A person with a permit to carry a concealed firearm may not carry a
concealed firearm in the following locations:

(1) any secure area prescribed in Section 76-10-523.5 in which firearms
are prohibited and notice of the prohibition posted;

(2) in any airport secure area as provided in Section 76-10-529; or

(3) in any house of worship or in any private residence where dangerous
weapons are prohibited as provided in Section 76-10-530.

§ 53-5-711. Law enforcement officials and judges–Training
requirements– Qualification–Revocation

(1) For purposes of this section and Section 76-10-523 :

(a) “Judge” means a judge or justice of a court of record or court not
of record, but does not include a judge pro tem or senior judge.
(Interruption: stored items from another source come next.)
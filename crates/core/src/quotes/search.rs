//! Search Resolver: free-text query to at most one [`SearchHit`].

use log::warn;
use stockdesk_market_data::QuoteInfo;

use super::client::MarketDataClient;
use super::constants::NOT_AVAILABLE;
use super::model::{SearchHit, SearchOutcome};

/// Look up `query`. Lookup failures are reported in the outcome, never raised.
pub async fn search(client: &MarketDataClient, query: &str) -> SearchOutcome {
    match client.lookup(query).await {
        Ok(Some(info)) => SearchOutcome::hit(to_hit(query, info)),
        Ok(None) => SearchOutcome::empty(),
        Err(e) => {
            warn!("Search for '{}' failed: {}", query, e);
            SearchOutcome::failed(e.to_string())
        }
    }
}

fn to_hit(query: &str, info: QuoteInfo) -> SearchHit {
    let na = || NOT_AVAILABLE.to_string();
    SearchHit {
        symbol: info.symbol.unwrap_or_else(|| query.to_uppercase()),
        company_name: info
            .long_name
            .or(info.short_name)
            .unwrap_or_else(|| query.to_string()),
        exchange: info.exchange.unwrap_or_else(na),
        sector: info.sector.unwrap_or_else(na),
        industry: info.industry.unwrap_or_else(na),
    }
}
use std::collections::HashMap;

use chrono::{DateTime, Utc};
use serde::{Deserialize, Serialize};

/// One OHLCV bar as returned by a provider.
#[derive(Clone, Debug, PartialEq, Serialize, Deserialize)]
pub struct Bar {
    /// Start of the bar
    pub timestamp: DateTime<Utc>,

    /// Opening price
    pub open: f64,

    /// High price
    pub high: f64,

    /// Low price
    pub low: f64,

    /// Closing price
    pub close: f64,

    /// Trading volume
    pub volume: u64,
}

impl Bar {
    /// Create a full OHLCV bar
    pub fn ohlcv(
        timestamp: DateTime<Utc>,
        open: f64,
        high: f64,
        low: f64,
        close: f64,
        volume: u64,
    ) -> Self {
        Self {
            timestamp,
            open,
            high,
            low,
            close,
            volume,
        }
    }

    /// Create a bar where every price equals `close`
    pub fn flat(timestamp: DateTime<Utc>, close: f64) -> Self {
        Self::ohlcv(timestamp, close, close, close, close, 0)
    }
}

/// Result of a bulk (multi-symbol) history fetch.
///
/// Bulk endpoints change shape with request cardinality: asking for several
/// symbols yields a table keyed by symbol, asking for exactly one yields a
/// flat series with no key. Both shapes are read through
/// [`closing_price`](Self::closing_price).
#[derive(Clone, Debug, PartialEq)]
pub enum BulkHistory {
    /// Multi-symbol table keyed by the requested symbol.
    Keyed(HashMap<String, Vec<Bar>>),

    /// Flat table for a single-symbol request.
    Single(Vec<Bar>),
}

impl BulkHistory {
    /// Bars for `symbol`, if the table has a series for it.
    ///
    /// A [`Single`](Self::Single) table belongs to the one symbol that was
    /// requested, so it answers for any symbol.
    pub fn series(&self, symbol: &str) -> Option<&[Bar]> {
        match self {
            Self::Keyed(table) => table
                .get(symbol)
                .or_else(|| {
                    table
                        .iter()
                        .find(|(key, _)| key.eq_ignore_ascii_case(symbol))
                        .map(|(_, bars)| bars)
                })
                .map(Vec::as_slice),
            Self::Single(bars) => Some(bars.as_slice()),
        }
    }

    /// Last closing price for `symbol`; `None` when the series is missing or empty.
    pub fn closing_price(&self, symbol: &str) -> Option<f64> {
        self.series(symbol)
            .and_then(|bars| bars.last())
            .map(|bar| bar.close)
    }

    /// Returns true for the flat single-symbol shape.
    pub fn is_single(&self) -> bool {
        matches!(self, Self::Single(_))
    }
}

#[cfg(test)]
mod tests {
    use super::*;
    use chrono::TimeZone;

    fn day(d: u32) -> DateTime<Utc> {
        Utc.with_ymd_and_hms(2024, 3, d, 0, 0, 0).unwrap()
    }

    #[test]
    fn test_keyed_closing_price_uses_last_bar() {
        let mut table = HashMap::new();
        table.insert(
            "AAPL".to_string(),
            vec![Bar::flat(day(1), 148.0), Bar::flat(day(2), 150.25)],
        );
        table.insert("MSFT".to_string(), vec![Bar::flat(day(2), 410.0)]);
        let bulk = BulkHistory::Keyed(table);

        assert_eq!(bulk.closing_price("AAPL"), Some(150.25));
        assert_eq!(bulk.closing_price("MSFT"), Some(410.0));
        assert!(!bulk.is_single());
    }

    #[test]
    fn test_keyed_lookup_ignores_case() {
        let mut table = HashMap::new();
        table.insert("aapl".to_string(), vec![Bar::flat(day(1), 150.0)]);
        let bulk = BulkHistory::Keyed(table);

        assert_eq!(bulk.closing_price("AAPL"), Some(150.0));
    }

    #[test]
    fn test_keyed_missing_or_empty_series() {
        let mut table = HashMap::new();
        table.insert("EMPTY".to_string(), Vec::new());
        let bulk = BulkHistory::Keyed(table);

        assert_eq!(bulk.closing_price("EMPTY"), None);
        assert_eq!(bulk.closing_price("ABSENT"), None);
        assert!(bulk.series("ABSENT").is_none());
    }

    #[test]
    fn test_single_answers_for_requested_symbol() {
        let bulk = BulkHistory::Single(vec![Bar::flat(day(1), 99.5)]);

        assert!(bulk.is_single());
        assert_eq!(bulk.closing_price("AAPL"), Some(99.5));
        assert_eq!(BulkHistory::Single(Vec::new()).closing_price("AAPL"), None);
    }

    #[test]
    fn test_bar_ohlcv() {
        let bar = Bar::ohlcv(day(1), 148.0, 152.0, 147.5, 150.25, 1_000_000);
        assert_eq!(bar.open, 148.0);
        assert_eq!(bar.high, 152.0);
        assert_eq!(bar.low, 147.5);
        assert_eq!(bar.close, 150.25);
        assert_eq!(bar.volume, 1_000_000);
    }
}
//! Quote Normalizer: raw provider data for one symbol to a canonical [`Quote`].

use chrono::{DateTime, Utc};
use num_traits::FromPrimitive;
use rust_decimal::Decimal;
use stockdesk_market_data::QuoteInfo;

use super::constants::{DEFAULT_CURRENCY, NOT_AVAILABLE};
use super::errors::{QuoteError, Result};
use super::model::Quote;

/// Build a quote stamped with the current time.
pub fn normalize(symbol: &str, info: &QuoteInfo, current_price: f64) -> Result<Quote> {
    normalize_at(symbol, info, current_price, Utc::now())
}

/// Build a quote from provider metadata and a resolved price.
///
/// Missing descriptive fields get fixed defaults and a missing previous close
/// falls back to the current price. Non-finite numbers are rejected.
pub fn normalize_at(
    symbol: &str,
    info: &QuoteInfo,
    current_price: f64,
    timestamp: DateTime<Utc>,
) -> Result<Quote> {
    let current = to_decimal("current price", current_price)?;
    let previous = match info.previous_close {
        Some(value) => to_decimal("previous close", value)?,
        None => current,
    };

    let change = current
        .checked_sub(previous)
        .ok_or_else(|| overflow("change"))?;
    let change_percent = if previous.is_zero() {
        Decimal::ZERO
    } else {
        change
            .checked_div(previous)
            .and_then(|ratio| ratio.checked_mul(Decimal::ONE_HUNDRED))
            .ok_or_else(|| overflow("change percent"))?
    };

    Ok(Quote {
        symbol: symbol.to_uppercase(),
        company_name: info
            .long_name
            .clone()
            .unwrap_or_else(|| symbol.to_string()),
        current_price: current,
        previous_close: previous,
        change,
        change_percent,
        volume: info.volume.unwrap_or(0),
        market_cap: info.market_cap.unwrap_or(0),
        currency: or_default(&info.currency, DEFAULT_CURRENCY),
        exchange: or_default(&info.exchange, NOT_AVAILABLE),
        sector: or_default(&info.sector, NOT_AVAILABLE),
        industry: or_default(&info.industry, NOT_AVAILABLE),
        website: or_default(&info.website, NOT_AVAILABLE),
        logo: info.logo_url.clone().unwrap_or_default(),
        fifty_two_week_high: optional_decimal("52-week high", info.fifty_two_week_high)?,
        fifty_two_week_low: optional_decimal("52-week low", info.fifty_two_week_low)?,
        timestamp,
    })
}

pub(crate) fn to_decimal(field: &str, value: f64) -> Result<Decimal> {
    if !value.is_finite() {
        return Err(QuoteError::Computation(format!(
            "{field} is not a finite number: {value}"
        )));
    }
    Decimal::from_f64(value)
        .ok_or_else(|| QuoteError::Computation(format!("{field} out of range: {value}")))
}

fn optional_decimal(field: &str, value: Option<f64>) -> Result<Decimal> {
    value.map_or(Ok(Decimal::ZERO), |v| to_decimal(field, v))
}

fn or_default(value: &Option<String>, default: &str) -> String {
    value.clone().unwrap_or_else(|| default.to_string())
}

fn overflow(field: &str) -> QuoteError {
    QuoteError::Computation(format!("{field} overflowed"))
}

#[cfg(test)]
mod tests {
    use super::*;
    use chrono::TimeZone;
    use rust_decimal_macros::dec;

    fn at() -> DateTime<Utc> {
        Utc.with_ymd_and_hms(2024, 3, 1, 15, 30, 0).unwrap()
    }

    #[test]
    fn test_change_and_percent() {
        let info = QuoteInfo::with_name("AAPL", "Apple Inc.").previous_close(148.0);
        let quote = normalize_at("aapl", &info, 150.0, at()).unwrap();

        assert_eq!(quote.symbol, "AAPL");
        assert_eq!(quote.company_name, "Apple Inc.");
        assert_eq!(quote.current_price, dec!(150));
        assert_eq!(quote.previous_close, dec!(148));
        assert_eq!(quote.change, dec!(2));
        assert_eq!(quote.change_percent.round_dp(2), dec!(1.35));
        assert_eq!(quote.change, quote.current_price - quote.previous_close);
    }

    #[test]
    fn test_missing_previous_close_defaults_to_price() {
        let quote = normalize_at("MSFT", &QuoteInfo::new(), 410.5, at()).unwrap();

        assert_eq!(quote.previous_close, quote.current_price);
        assert_eq!(quote.change, Decimal::ZERO);
        assert_eq!(quote.change_percent, Decimal::ZERO);
    }

    #[test]
    fn test_zero_previous_close_gives_zero_percent() {
        let info = QuoteInfo::new().previous_close(0.0);
        let quote = normalize_at("NEWCO", &info, 12.0, at()).unwrap();

        assert_eq!(quote.change, dec!(12));
        assert_eq!(quote.change_percent, Decimal::ZERO);
    }

    #[test]
    fn test_descriptive_defaults() {
        let quote = normalize_at("shop.to", &QuoteInfo::new(), 100.0, at()).unwrap();

        assert_eq!(quote.symbol, "SHOP.TO");
        // Company name falls back to the symbol as given
        assert_eq!(quote.company_name, "shop.to");
        assert_eq!(quote.currency, "USD");
        assert_eq!(quote.exchange, "N/A");
        assert_eq!(quote.sector, "N/A");
        assert_eq!(quote.industry, "N/A");
        assert_eq!(quote.website, "N/A");
        assert_eq!(quote.logo, "");
        assert_eq!(quote.volume, 0);
        assert_eq!(quote.market_cap, 0);
        assert_eq!(quote.fifty_two_week_high, Decimal::ZERO);
        assert_eq!(quote.fifty_two_week_low, Decimal::ZERO);
        assert_eq!(quote.timestamp, at());
    }

    #[test]
    fn test_non_finite_input_is_computation_error() {
        let err = normalize_at("AAPL", &QuoteInfo::new(), f64::NAN, at()).unwrap_err();
        assert!(matches!(err, QuoteError::Computation(_)));

        let info = QuoteInfo::new().previous_close(f64::INFINITY);
        let err = normalize_at("AAPL", &info, 150.0, at()).unwrap_err();
        assert!(matches!(err, QuoteError::Computation(_)));
    }

    #[test]
    fn test_change_identity_holds_for_awkward_values() {
        let cases = [(0.1, 0.3), (99.99, 100.01), (1e-6, 3.0), (12345.678, 0.5)];
        for (price, prev) in cases {
            let info = QuoteInfo::new().previous_close(prev);
            let quote = normalize_at("X", &info, price, at()).unwrap();
            assert_eq!(quote.change, quote.current_price - quote.previous_close);
            let diff = (price - prev) - num_traits::ToPrimitive::to_f64(&quote.change).unwrap();
            assert!(diff.abs() < 1e-9, "change drifted for {price} / {prev}");
        }
    }
}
(b) “Law enforcement official of this state” means:

(i) a member of the Board of Pardons and Parole;

(ii) a district attorney, deputy district attorney, county attorney
or deputy county attorney of a county not in a prosecution district;

(iii) the attorney general;

(iv) an assistant attorney general designated as a criminal
prosecutor; or

(v) a city attorney or a deputy city attorney designated as a
criminal prosecutor.

(2) To qualify for the exemptions enumerated in Section 76-10-523, a
law enforcement official or judge shall complete the following training
requirements:

(a) meet the requirements of Sections 53-5-704, 53-5-706, and 53-5-
707; and

(b) successfully complete an additional course of training as
established by the commissioner of public safety designed to assist
them while carrying out their official law enforcement and judicial
duties as agents for the state or its political subdivisions.

(3) Annual requalification requirements for law enforcement officials
and judges shall be established by the:

(a) Board of Pardons and Parole by rule for its members;

(b) Judicial Council by rule for judges; and

(c) the district attorney, county attorney in a county not in a
prosecution district, the attorney general, or city attorney by policy
for prosecutors under their jurisdiction.

(4) The division may:

(a) issue a certificate of qualification to a judge or law enforcement
official who has completed the requirements of Subsection (1), which
certificate of qualification is valid until revoked;

(b) revoke the certificate of qualification of a judge or law
enforcement official who fails to meet the annual requalification
criteria established pursuant to Subsection (3); and(c) certify
instructors for the training requirements of this section.

Title 76
§ 76-10-500. Uniform law

(1) The individual right to keep and bear arms being a
constitutionally protected right, the Legislature finds the need to
provide uniform laws throughout the state.  Except as specifically
provided by state law, a citizen of the United States or a lawfully
admitted alien shall not be:

(a) prohibited from owning, possessing, purchasing, selling,
transferring, transporting, or keeping any firearm at his place of
residence, property, business, or in any vehicle lawfully in his
possession or lawfully under his control;  or

(b) required to have a permit or license to purchase, own, possess,
transport, or keep a firearm.

(2) This part is uniformly applicable throughout this state and in all
its political subdivisions and municipalities.  All authority to
regulate firearms shall be reserved to the state except where the
Legislature specifically delegates responsibility to local authorities
or state entities.  Unless specifically authorized by the Legislature
by statute, a local authority or state entity may not enact or enforce
any ordinance, regulation, or rule pertaining to firearms.

§ 76-10-501. Definitions

As used in this part:

(1)(a) “Antique firearm” means any firearm:

(i)(A) with a matchlock, flintlock, percussion cap, or similar type
of ignition system;  and

(B) that was manufactured in or before 1898;  or

(ii) that is a replica of any firearm described in this Subsection
(1)(a), if the replica:

(A) is not designed or redesigned for using rimfire or conventional
centerfire fixed ammunition;  or

(B) uses rimfire or centerfire fixed ammunition which is:
(I) no longer manufactured in the United States;  and

(II) is not readily available in ordinary channels of commercial
trade;  or

(iii)(A) that is a muzzle loading rifle, shotgun, or pistol;  and

(B) is designed to use black powder, or a black powder substitute,
and cannot use fixed ammunition.

(b) “Antique firearm” does not include:

(i) any weapon that incorporates a firearm frame or receiver;

(ii) any firearm that is converted into a muzzle loading weapon;  or

(iii) any muzzle loading weapon that can be readily converted to
fire fixed ammunition by replacing the:

(A) barrel;

(B) bolt;

(C) breechblock;  or

(D) any combination of Subsection (1)(b)(iii)(A), (B), or (C).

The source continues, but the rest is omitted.